1 SE 206553 (5-methyl-1-(3-pyridylcarbamoyl)-1,2,3,5-tetrahydropyrrolo[2,3-f]indole) displays a high affinity (pK(I) 7.9) for the cloned human 5-HT2C receptor expressed in HEK 293 cells and the 5-HT2B receptor (pA(2) 8.9) as measured in the rat stomach fundus preparation.

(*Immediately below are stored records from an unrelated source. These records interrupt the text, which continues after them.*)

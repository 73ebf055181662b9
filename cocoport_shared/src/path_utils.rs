use std::{
    env, io,
    path::{Component, Path, PathBuf},
};

/// Lexically normalizes the given path by removing `.` components and resolving `..` components
/// against the preceding ones. The filesystem is not accessed, so symlinks are not resolved.
///
/// # Example
///
/// ```rust
/// use std::path::Path;
/// use cocoport_shared::normalize_path;
/// assert_eq!(normalize_path("project/./res/../images/a.png"), Path::new("project/images/a.png"));
/// assert_eq!(normalize_path("../a.png"), Path::new("../a.png"));
/// ```
pub fn normalize_path(path: impl AsRef<Path>) -> PathBuf {
    let mut normalized = PathBuf::new();
    for component in path.as_ref().components() {
        match component {
            Component::CurDir => {}
            Component::ParentDir => match normalized.components().next_back() {
                Some(Component::Normal(_)) => {
                    normalized.pop();
                }
                // `/..` is `/`
                Some(Component::RootDir) | Some(Component::Prefix(_)) => {}
                _ => normalized.push(Component::ParentDir),
            },
            other => normalized.push(other),
        }
    }
    normalized
}

/// Returns the normalized absolute version of `path`. Relative paths are interpreted relative
/// to the current working directory.
pub fn absolute_path(path: impl AsRef<Path>) -> io::Result<PathBuf> {
    let path = path.as_ref();
    if path.is_absolute() {
        Ok(normalize_path(path))
    } else {
        Ok(normalize_path(env::current_dir()?.join(path)))
    }
}

/// Returns `path` relative to `base` when `path` is located inside of `base`.
///
/// Returns `None` when the relative path would have to leave `base` with `..` components.
pub fn relative_path_inside(path: impl AsRef<Path>, base: impl AsRef<Path>) -> Option<PathBuf> {
    let relative = pathdiff::diff_paths(normalize_path(path), normalize_path(base))?;
    if relative.components().any(|component| matches!(component, Component::ParentDir)) {
        return None;
    }
    Some(relative)
}
use std::{io, path::PathBuf};

use clap::{Parser, ValueEnum};
use cocoport_import::{FileSystemAssetDatabase, ImportConfig, Pipeline, TEMP_FOLDER_NAME};
use cocoport_shared::{
    absolute_path,
    log::{self, info},
};
use color_eyre as ey;
use ey::eyre::Context;

#[derive(Parser, Debug)]
#[command(author, version, about, long_about = None)]
enum CommandLineArguments {
    /// Imports a builder (.ccbproj) or studio (.ccs) project
    Import(Import),
}

#[derive(Parser, Debug)]
struct Import {
    /// Project descriptor file
    descriptor: PathBuf,

    /// Host project that the resources are imported into
    #[arg(short, long, default_value = ".")]
    project: PathBuf,

    /// Folder in the host project in which the staging directories are created
    #[arg(short, long, default_value = TEMP_FOLDER_NAME)]
    temp_folder: String,

    /// Maximum level of the log messages
    #[arg(short, long, value_enum, default_value_t = LogLevel::Info)]
    log_level: LogLevel,
}

#[derive(ValueEnum, Debug, Clone, Copy)]
enum LogLevel {
    Error,
    Warn,
    Info,
    Debug,
    Trace,
}

impl From<LogLevel> for log::LevelFilter {
    fn from(level: LogLevel) -> Self {
        match level {
            LogLevel::Error => log::LevelFilter::Error,
            LogLevel::Warn => log::LevelFilter::Warn,
            LogLevel::Info => log::LevelFilter::Info,
            LogLevel::Debug => log::LevelFilter::Debug,
            LogLevel::Trace => log::LevelFilter::Trace,
        }
    }
}

fn setup_logger(level: log::LevelFilter) -> io::Result<()> {
    fern::Dispatch::new()
        .format(|out, message, record| {
            out.finish(format_args!(
                "{}[{}][{}] {}",
                cocoport_shared::chrono::Local::now().format("[%Y-%m-%d][%H:%M:%S]"),
                record.target(),
                record.level(),
                message
            ))
        })
        .level(level)
        .chain(io::stdout())
        .apply()
        .map_err(|err| io::Error::new(io::ErrorKind::Other, err))
}

fn main() -> ey::Result<()> {
    let command_line_arguments = CommandLineArguments::parse();
    match &command_line_arguments {
        CommandLineArguments::Import(import) => {
            setup_logger(import.log_level.into()).wrap_err("Failed to setup the logger")?;

            let project_path = absolute_path(&import.project).wrap_err("Failed to resolve the host project path")?;
            let config = ImportConfig::new(project_path).with_temp_folder_name(&import.temp_folder);
            let asset_database = FileSystemAssetDatabase::new(&config);
            let mut pipeline = Pipeline::new(config, &asset_database, &asset_database);

            let report = pipeline
                .import(&import.descriptor)
                .wrap_err_with(|| format!("Failed to import project {:?}", import.descriptor))?;

            info!(
                "Imported {} files and {} scenes of project '{}' to {}",
                report.staged_file_count,
                report.scene_files.len(),
                report.project_name,
                report.destination_url
            );
            info!("Assets are stored in {:?}", pipeline.config().assets_path());
            if !report.warnings.is_empty() {
                info!("{} resources have been skipped, see the warnings above", report.warnings.len());
            }
        }
    }
    Ok(())
}
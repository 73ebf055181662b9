use std::{fs, path::Path};

use cocoport_shared::{
    absolute_path,
    log::{info, trace},
    normalize_path,
};
use serde::Deserialize;

use crate::{
    common::{parent_dir, validate_project_name},
    descriptor::{DeclaredResources, ProjectDescriptor},
    Error, Result,
};

/// Content of a builder project file that is relevant for the import.
#[derive(Debug, Deserialize)]
struct BuilderProjectFile {
    #[serde(rename = "resourcePaths")]
    resource_paths: Vec<ResourcePathConfig>,
    #[serde(rename = "fileVersion", default)]
    file_version: Option<plist::Value>,
}

#[derive(Debug, Deserialize)]
struct ResourcePathConfig {
    path: String,
}

/// Parses the property list of a builder project.
///
/// The project is named after the descriptor file and every entry of `resourcePaths` is resolved
/// relative to the directory of the descriptor.
pub fn parse_builder_descriptor(descriptor_path: impl AsRef<Path>) -> Result<ProjectDescriptor> {
    let descriptor_path = absolute_path(descriptor_path.as_ref())?;
    let malformed = |reason: String| Error::MalformedDescriptor(descriptor_path.clone(), reason);

    let name = descriptor_path
        .file_stem()
        .and_then(|stem| stem.to_str())
        .filter(|stem| !stem.is_empty())
        .ok_or_else(|| Error::InvalidPath(descriptor_path.clone()))?
        .to_owned();
    validate_project_name(&descriptor_path, &name)?;

    let content = fs::read(&descriptor_path).map_err(|err| malformed(err.to_string()))?;
    let project_file: BuilderProjectFile = plist::from_bytes(&content).map_err(|err| malformed(err.to_string()))?;

    let version = project_file.file_version.and_then(|value| match value {
        plist::Value::Integer(integer) => integer
            .as_signed()
            .map(|signed| signed.to_string())
            .or_else(|| integer.as_unsigned().map(|unsigned| unsigned.to_string())),
        plist::Value::String(string) => Some(string),
        _ => None,
    });
    info!(
        "Project Name : {name}, File Version : {}",
        version.as_deref().unwrap_or("unknown")
    );

    let project_dir = parent_dir(&descriptor_path);
    let roots = project_file
        .resource_paths
        .iter()
        .map(|config| {
            let root = normalize_path(project_dir.join(&config.path));
            trace!("Declared resource path '{}' resolves to {root:?}", config.path);
            root
        })
        .collect::<Vec<_>>();
    if roots.is_empty() {
        return Err(Error::NoResources(descriptor_path));
    }

    Ok(ProjectDescriptor {
        path: descriptor_path,
        name,
        version,
        resources: DeclaredResources::Roots(roots),
    })
}
//! Project descriptors of the supported project formats.
//!
//! A builder project (`.ccbproj`) explicitly lists the directories that contain its resources. A
//! studio project (`.ccs`) instead has a fixed resource directory next to the descriptor and
//! declares every resource in a tree of XML elements.

mod builder;
mod studio;

use std::path::{Path, PathBuf};

pub use builder::parse_builder_descriptor;
pub use studio::parse_studio_descriptor;

/// Result of parsing a project descriptor. Created once per import.
#[derive(Debug, Clone, PartialEq, Eq)]
pub struct ProjectDescriptor {
    /// Absolute path of the descriptor file.
    pub path: PathBuf,
    pub name: String,
    /// Version of the authoring tool or the file format if the descriptor declares one.
    pub version: Option<String>,
    pub resources: DeclaredResources,
}

impl ProjectDescriptor {
    /// Directory that contains the descriptor file.
    pub fn project_dir(&self) -> &Path {
        self.path.parent().unwrap_or_else(|| Path::new(""))
    }
}

#[derive(Debug, Clone, PartialEq, Eq)]
pub enum DeclaredResources {
    /// Absolute resource directories in the order of declaration.
    Roots(Vec<PathBuf>),
    /// A single resource directory with the resources declared in the descriptor.
    Tree { root: PathBuf, nodes: Vec<ResourceNode> },
}

/// One entry of the resource tree declared by a studio project.
#[derive(Debug, Clone, PartialEq, Eq)]
pub struct ResourceNode {
    /// Path segment relative to the parent node.
    pub name: String,
    pub kind: ResourceKind,
}

#[derive(Debug, Clone, PartialEq, Eq)]
pub enum ResourceKind {
    Folder(Vec<ResourceNode>),
    /// A scene project. Either the scene file itself or a folder containing it.
    SceneReference,
    /// Image information without a file of its own.
    PlistInfo,
    Image,
    Font(FontFormat),
    Audio,
    /// A sprite sheet declared as a property list and the image it refers to. Both paths are
    /// relative to the directory of the node.
    PlistImageFolder {
        plist_file: Option<String>,
        image: Option<String>,
    },
    Particle,
    TileMap,
}

#[derive(Debug, Clone, Copy, PartialEq, Eq)]
pub enum FontFormat {
    TrueType,
    Bitmap,
}

impl ResourceNode {
    pub fn new(name: impl Into<String>, kind: ResourceKind) -> Self {
        Self { name: name.into(), kind }
    }
}
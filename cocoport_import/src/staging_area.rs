use std::{
    fs, io,
    path::{Path, PathBuf},
};

use cocoport_shared::log::{info, trace, warn};

use crate::Warning;

/// Removes a single file. Replaced in the tests to simulate files that can't be removed.
type RemoveFileFn<'a> = dyn Fn(&Path) -> io::Result<()> + 'a;

/// Creates an empty directory at `root`. An existing directory is removed first.
///
/// Fails if the previous content of `root` couldn't be removed completely.
pub fn prepare(root: &Path) -> io::Result<()> {
    prepare_with(root, &|path: &Path| fs::remove_file(path))
}

fn prepare_with(root: &Path, remove_file: &RemoveFileFn<'_>) -> io::Result<()> {
    if root.exists() {
        info!("Removing existing staging directory {root:?}");
        for warning in remove_dir_recursive(root, remove_file) {
            warn!("{warning}");
        }
        if fs::read_dir(root).is_ok_and(|mut entries| entries.next().is_some()) {
            return Err(io::Error::new(
                io::ErrorKind::Other,
                format!("failed to remove the previous content of staging directory {root:?}"),
            ));
        }
    }
    fs::create_dir_all(root)?;
    info!("Created staging directory {root:?}");
    Ok(())
}

/// Removes `root` and everything below it on a best-effort basis.
///
/// Never fails. Everything that couldn't be removed is logged and returned as [`Warning::Cleanup`].
pub fn destroy(root: &Path) -> Vec<Warning> {
    destroy_with(root, &|path: &Path| fs::remove_file(path))
}

fn destroy_with(root: &Path, remove_file: &RemoveFileFn<'_>) -> Vec<Warning> {
    let warnings = remove_dir_recursive(root, remove_file);
    if warnings.is_empty() {
        info!("Removed staging directory {root:?}");
    } else {
        for warning in &warnings {
            warn!("{warning}");
        }
        warn!("Removing {root:?} failed, please delete it manually!");
    }
    warnings
}

/// Removes the directory recursively. Entries that disappear while the directory is removed are
/// not an error.
fn remove_dir_recursive(path: &Path, remove_file: &RemoveFileFn<'_>) -> Vec<Warning> {
    let mut warnings = Vec::new();
    remove_dir_recursive_into(path, remove_file, &mut warnings);
    warnings
}

fn remove_dir_recursive_into(path: &Path, remove_file: &RemoveFileFn<'_>, warnings: &mut Vec<Warning>) {
    let cleanup_warning = |path: &Path, reason: String| Warning::Cleanup {
        path: path.to_owned(),
        reason,
    };

    if fs::symlink_metadata(path).is_err() {
        return;
    }

    let entries = match fs::read_dir(path) {
        Ok(entries) => entries,
        Err(err) => {
            if err.kind() != io::ErrorKind::NotFound {
                warnings.push(cleanup_warning(path, format!("failed to read directory: {err}")));
            }
            return;
        }
    };

    for entry in entries {
        let entry_path = match entry {
            Ok(entry) => entry.path(),
            Err(err) => {
                warnings.push(cleanup_warning(path, format!("failed to read directory entry: {err}")));
                continue;
            }
        };

        // The entry might have been removed since the directory was read.
        let metadata = match fs::symlink_metadata(&entry_path) {
            Ok(metadata) => metadata,
            Err(err) => {
                if err.kind() != io::ErrorKind::NotFound {
                    warnings.push(cleanup_warning(&entry_path, err.to_string()));
                }
                continue;
            }
        };

        if metadata.is_dir() {
            remove_dir_recursive_into(&entry_path, remove_file, warnings);
        } else {
            trace!("Removing file {entry_path:?}");
            if let Err(err) = remove_file(&entry_path) {
                if err.kind() != io::ErrorKind::NotFound {
                    warnings.push(cleanup_warning(&entry_path, err.to_string()));
                }
            }
        }
    }

    if let Err(err) = fs::remove_dir(path) {
        if err.kind() == io::ErrorKind::NotFound {
            return;
        }
        let is_not_empty = fs::read_dir(path).is_ok_and(|mut entries| entries.next().is_some());
        if is_not_empty {
            warnings.push(cleanup_warning(path, "directory is not empty".to_owned()));
        } else {
            warnings.push(cleanup_warning(path, err.to_string()));
        }
    }
}

/// Owns the staging directories of one import and removes them when it's dropped, so that every
/// way out of the import removes them.
pub struct StagingGuard {
    roots: Vec<PathBuf>,
}

impl StagingGuard {
    /// Prepares all `roots`. Directories that were already prepared are removed again when
    /// preparing one of the following ones fails.
    pub fn prepare(roots: impl IntoIterator<Item = PathBuf>) -> io::Result<Self> {
        let mut guard = Self { roots: Vec::new() };
        for root in roots {
            prepare(&root)?;
            guard.roots.push(root);
        }
        Ok(guard)
    }

    pub fn roots(&self) -> &[PathBuf] {
        &self.roots
    }

    /// Removes the staging directories and returns what couldn't be removed.
    pub fn release(mut self) -> Vec<Warning> {
        self.destroy_all()
    }

    fn destroy_all(&mut self) -> Vec<Warning> {
        self.roots.drain(..).flat_map(|root| destroy(&root)).collect()
    }
}

impl Drop for StagingGuard {
    fn drop(&mut self) {
        self.destroy_all();
    }
}
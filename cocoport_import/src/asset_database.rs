//! Interfaces to the asset database of the host project and an implementation that writes directly
//! into the assets folder of the host project.

use std::{
    fs,
    path::{Path, PathBuf},
};

use cocoport_shared::{
    log::{info, trace},
    relative_path_inside,
    uuid::Uuid,
    walkdir::WalkDir,
};
use serde::{Deserialize, Serialize};

use crate::{config::ImportConfig, AssetUrl, BoxError};

/// Extension of the files that store the [`AssetMetaData`] next to every imported file.
pub const META_FILE_EXTENSION: &str = "meta";

/// Imports a folder of staged files into the asset database.
pub trait BulkImporter {
    /// Imports `staged_root` as a folder with the same name below `destination_url`. Blocks until
    /// the import has finished.
    fn import(&self, staged_root: &Path, destination_url: &AssetUrl, recursive: bool) -> Result<(), BoxError>;
}

/// Converts the scene files of a project into scenes of the host project.
pub trait SceneConverter {
    fn convert(&self, conversion: &SceneConversion) -> Result<(), BoxError>;
}

/// Scene file format of a project.
#[derive(Debug, Clone, Copy, PartialEq, Eq)]
pub enum SceneFormat {
    /// `.ccb` files of builder projects
    Builder,
    /// `.csd` files of studio projects
    Studio,
}

impl SceneFormat {
    /// Extension of the scene files.
    pub fn extension(&self) -> &'static str {
        match self {
            SceneFormat::Builder => "ccb",
            SceneFormat::Studio => "csd",
        }
    }
}

/// Everything a [`SceneConverter`] needs to convert the scenes of one project.
#[derive(Debug, Clone, PartialEq, Eq)]
pub struct SceneConversion {
    pub format: SceneFormat,
    /// Scene files in the order they have been discovered.
    pub scene_files: Vec<PathBuf>,
    /// Directory that the resources referenced by the scenes are resolved against.
    pub resource_root: PathBuf,
    pub staging_root: PathBuf,
    /// Url under which the resources of the project have been imported.
    pub destination_url: AssetUrl,
}

#[derive(Debug, Clone, PartialEq, Eq, Serialize, Deserialize)]
pub struct AssetMetaData {
    pub uuid: Uuid,
    pub imported_from: PathBuf,
}

/// Asset database that stores the assets as plain files in the assets folder of the host project.
///
/// `db://assets/Game/logo.png` is stored as `<project>/assets/Game/logo.png` together with
/// `<project>/assets/Game/logo.png.meta`. Scene files are stored unchanged.
#[derive(Debug, Clone)]
pub struct FileSystemAssetDatabase {
    assets_root_url: AssetUrl,
    assets_path: PathBuf,
}

impl FileSystemAssetDatabase {
    pub fn new(config: &ImportConfig) -> Self {
        Self {
            assets_root_url: config.assets_root_url().clone(),
            assets_path: config.assets_path(),
        }
    }

    /// Returns the location of `url` on the filesystem.
    pub fn path_of(&self, url: &AssetUrl) -> Result<PathBuf, BoxError> {
        let relative = url
            .as_str()
            .strip_prefix(self.assets_root_url.as_str())
            .filter(|rest| rest.is_empty() || rest.starts_with('/'))
            .ok_or_else(|| format!("url '{url}' is not located below '{}'", self.assets_root_url))?;
        let relative = relative.trim_start_matches('/');
        if relative.split('/').any(|segment| segment == "..") {
            return Err(format!("url '{url}' leaves the asset root").into());
        }
        Ok(self.assets_path.join(relative))
    }

    /// Copies `source` to `destination` and writes the meta file. The uuid of an existing meta
    /// file is kept.
    fn store(&self, source: &Path, destination: &Path) -> Result<(), BoxError> {
        if let Some(parent) = destination.parent() {
            fs::create_dir_all(parent)?;
        }
        fs::copy(source, destination)?;

        let meta_file_path = meta_file_path(destination);
        let uuid = match fs::read_to_string(&meta_file_path) {
            Ok(content) => serde_yaml::from_str::<AssetMetaData>(&content)?.uuid,
            Err(_) => Uuid::new_v4(),
        };
        let meta_data = AssetMetaData {
            uuid,
            imported_from: source.to_owned(),
        };
        fs::write(&meta_file_path, serde_yaml::to_string(&meta_data)?)?;
        trace!("Stored {source:?} as {destination:?} with uuid {uuid}");
        Ok(())
    }
}

/// Returns the path of the meta file that belongs to `asset_path`, e.g. `logo.png.meta`.
pub fn meta_file_path(asset_path: &Path) -> PathBuf {
    let mut file_name = asset_path.file_name().unwrap_or_default().to_owned();
    file_name.push(".");
    file_name.push(META_FILE_EXTENSION);
    asset_path.with_file_name(file_name)
}

impl BulkImporter for FileSystemAssetDatabase {
    fn import(&self, staged_root: &Path, destination_url: &AssetUrl, recursive: bool) -> Result<(), BoxError> {
        let folder_name = staged_root
            .file_name()
            .ok_or_else(|| format!("staged root {staged_root:?} has no name"))?;
        let destination_root = self.path_of(destination_url)?.join(folder_name);
        info!("Importing {staged_root:?} into {destination_root:?}");

        let max_depth = if recursive { usize::MAX } else { 1 };
        let mut count = 0;
        for entry in WalkDir::new(staged_root).min_depth(1).max_depth(max_depth).sort_by_file_name() {
            let entry = entry?;
            let relative = entry.path().strip_prefix(staged_root)?;
            let destination = destination_root.join(relative);
            if entry.file_type().is_dir() {
                fs::create_dir_all(&destination)?;
            } else {
                self.store(entry.path(), &destination)?;
                count += 1;
            }
        }
        fs::create_dir_all(&destination_root)?;

        info!("Imported {count} files into {destination_root:?}");
        Ok(())
    }
}

impl SceneConverter for FileSystemAssetDatabase {
    fn convert(&self, conversion: &SceneConversion) -> Result<(), BoxError> {
        let destination_root = self.path_of(&conversion.destination_url)?;
        for scene_file in &conversion.scene_files {
            let relative = relative_path_inside(scene_file, &conversion.staging_root)
                .or_else(|| relative_path_inside(scene_file, &conversion.resource_root))
                .or_else(|| scene_file.file_name().map(PathBuf::from))
                .ok_or_else(|| format!("scene file {scene_file:?} has no name"))?;
            self.store(scene_file, &destination_root.join(relative))?;
        }
        info!(
            "Stored {} {:?} scene files in {destination_root:?}",
            conversion.scene_files.len(),
            conversion.format
        );
        Ok(())
    }
}
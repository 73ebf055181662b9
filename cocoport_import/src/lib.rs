//! # Overview
//!
//! Crate for [importing](Pipeline) legacy game projects into the asset database of a host project.
//!
//! Two project formats are supported. A builder project (`.ccbproj`) is a property list that
//! lists the directories containing its resources. A studio project (`.ccs`) is an XML document
//! that declares every resource below the `cocosstudio` directory next to it. The resources of
//! both formats are copied into staging directories inside of the `temp` folder of the host
//! project, imported in one go and finally the scene files of the project are converted.
//!
//! ## Example:
//!
//! **Builder Project:**
//!
//! ```text
//! Game/
//! ├─ Game.ccbproj
//! ├─ Resources/
//! │  ├─ resources-auto/
//! │  │  ├─ logo.png
//! │  ├─ ui/
//! │  │  ├─ button.png
//! │  │  ├─ Menu.ccb
//! ```
//!
//! **Staging Directories:**
//!
//! ```text
//! <host project>/temp/
//! ├─ Game/
//! │  ├─ logo.png
//! │  ├─ ui/
//! │  │  ├─ button.png
//! ├─ Game_ccbs/
//! │  ├─ ui/
//! │  │  ├─ Menu.ccb
//! ```
//!
//! `temp/Game` is then imported as `db://assets/Game` and `Menu.ccb` is handed to the
//! [`SceneConverter`]. Both staging directories are removed afterwards.
//!
//! # Components
//!
//! The [`Pipeline`] selects the [`ProjectImporter`] by the extension of the descriptor and runs
//! the import. The host project is represented by a [`BulkImporter`] and a [`SceneConverter`].
//! [`FileSystemAssetDatabase`] implements both by writing directly into the assets folder of the
//! host project.

mod asset_database;
mod common;
mod config;
mod descriptor;
mod importer;
mod pipeline;
mod references;
mod stager;
mod staging_area;

pub use asset_database::*;
pub use common::{
    AssetUrl, BoxError, Error, Result, Warning, ASSETS_ROOT_URL, AUTO_RESOURCES_FOLDER_NAME, STUDIO_RESOURCE_FOLDER_NAME,
    TEMP_FOLDER_NAME,
};
pub use config::*;
pub use descriptor::*;
pub use importer::*;
pub use pipeline::*;
pub use references::*;
pub use stager::*;
pub use staging_area::{destroy as destroy_staging_directory, prepare as prepare_staging_directory, StagingGuard};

SE 206553 has low affinity for cloned human 5-HT2A receptors expressed in HEK 293 cells pK(I) 5.8) and(pK(I) < 6) for a wide variety of other neurotransmitter receptors. 2 SE 206553 appears to be a surmountable antagonist of 5-HT-stimulated phosphoinositide hydrolysis in HEK 293 cells expressing the human 5-HT2C receptor (pK(B) 9.0). 3 The compound potently (ID50 5.5 mg kg(-1), p.o., 0.27 mg kg(-1), i.v.) inhibited the hypolocomotor response to m-chlorophenylpiperazine (mCPP), a putative model of 5-HT2C/5-HT2B receptor function in vivo. 4 At similar doses (2-20 mg kg(-1), p.o.) SB 206553 increased total interaction scores in a rat social interaction test and increased punished responding in a rat Geller-Seifter conflict test. These effects are consistent with the possession of anxiolytic properties. 5 SB 206553 also increased suppressed responding in a marmoset conflict model of anxiety at somewhat higher doses (15 and 20 mg kg(-1), p.o.) but also reduced unsuppressed responding. 6 These results suggest that SB 206553 is a potent mixed 5-HT2C/5-HT2B receptor antagonist with selectivity over the 5-HT2A and all other sites studied and possesses anxiolytic-like properties.